- **TASK DETAILS**: Search the records below for the word "struct", then return every line where it appears.

Stored items:
┌────────

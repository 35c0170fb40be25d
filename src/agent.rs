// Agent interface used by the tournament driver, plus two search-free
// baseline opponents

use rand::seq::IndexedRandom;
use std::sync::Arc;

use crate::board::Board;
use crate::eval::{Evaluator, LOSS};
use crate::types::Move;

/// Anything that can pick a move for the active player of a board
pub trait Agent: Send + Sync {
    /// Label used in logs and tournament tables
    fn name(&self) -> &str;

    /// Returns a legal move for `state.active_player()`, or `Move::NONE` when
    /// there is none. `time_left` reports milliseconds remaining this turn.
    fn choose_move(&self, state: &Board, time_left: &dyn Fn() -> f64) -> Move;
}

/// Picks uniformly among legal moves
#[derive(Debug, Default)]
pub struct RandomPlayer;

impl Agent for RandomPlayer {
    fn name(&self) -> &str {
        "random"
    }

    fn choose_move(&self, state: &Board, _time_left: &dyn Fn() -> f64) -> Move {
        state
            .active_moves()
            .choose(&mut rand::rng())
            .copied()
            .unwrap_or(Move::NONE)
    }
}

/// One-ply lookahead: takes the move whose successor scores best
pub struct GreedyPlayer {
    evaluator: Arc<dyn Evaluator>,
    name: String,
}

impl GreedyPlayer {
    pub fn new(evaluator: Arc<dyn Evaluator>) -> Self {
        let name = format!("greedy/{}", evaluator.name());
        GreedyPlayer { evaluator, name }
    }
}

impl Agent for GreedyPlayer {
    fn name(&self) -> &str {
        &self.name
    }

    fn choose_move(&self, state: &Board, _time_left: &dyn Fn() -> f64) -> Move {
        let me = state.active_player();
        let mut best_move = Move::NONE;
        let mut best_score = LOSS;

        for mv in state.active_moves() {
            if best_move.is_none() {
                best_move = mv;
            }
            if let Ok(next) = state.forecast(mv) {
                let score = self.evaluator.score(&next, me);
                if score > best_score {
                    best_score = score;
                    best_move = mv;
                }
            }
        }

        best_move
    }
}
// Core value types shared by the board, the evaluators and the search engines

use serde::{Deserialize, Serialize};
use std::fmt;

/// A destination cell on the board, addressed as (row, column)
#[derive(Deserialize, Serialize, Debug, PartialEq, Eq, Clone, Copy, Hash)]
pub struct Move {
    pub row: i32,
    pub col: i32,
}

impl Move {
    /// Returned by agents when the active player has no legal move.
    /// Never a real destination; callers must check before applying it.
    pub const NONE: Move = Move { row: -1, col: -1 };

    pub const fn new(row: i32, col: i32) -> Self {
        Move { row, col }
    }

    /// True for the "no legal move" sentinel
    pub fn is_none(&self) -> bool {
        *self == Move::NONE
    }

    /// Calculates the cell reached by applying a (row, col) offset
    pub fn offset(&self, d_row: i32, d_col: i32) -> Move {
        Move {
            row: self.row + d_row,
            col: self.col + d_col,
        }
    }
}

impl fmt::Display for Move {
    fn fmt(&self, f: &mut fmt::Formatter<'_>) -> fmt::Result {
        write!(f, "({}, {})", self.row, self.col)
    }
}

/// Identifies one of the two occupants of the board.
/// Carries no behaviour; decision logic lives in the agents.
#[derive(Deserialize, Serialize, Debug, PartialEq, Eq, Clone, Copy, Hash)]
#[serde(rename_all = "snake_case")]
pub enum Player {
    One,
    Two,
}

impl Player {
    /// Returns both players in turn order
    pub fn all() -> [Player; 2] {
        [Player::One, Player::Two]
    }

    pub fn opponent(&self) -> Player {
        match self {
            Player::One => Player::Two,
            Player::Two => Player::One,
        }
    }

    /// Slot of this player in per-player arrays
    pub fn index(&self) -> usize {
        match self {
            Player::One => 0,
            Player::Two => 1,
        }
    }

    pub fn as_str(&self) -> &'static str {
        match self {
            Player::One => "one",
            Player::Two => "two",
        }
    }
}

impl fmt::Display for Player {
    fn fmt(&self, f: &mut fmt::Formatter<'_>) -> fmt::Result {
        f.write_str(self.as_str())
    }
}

└────────

- **WORKED SOLUTION**:
pub struct RandomPlayer;
pub struct GreedyPlayer {
pub struct Move {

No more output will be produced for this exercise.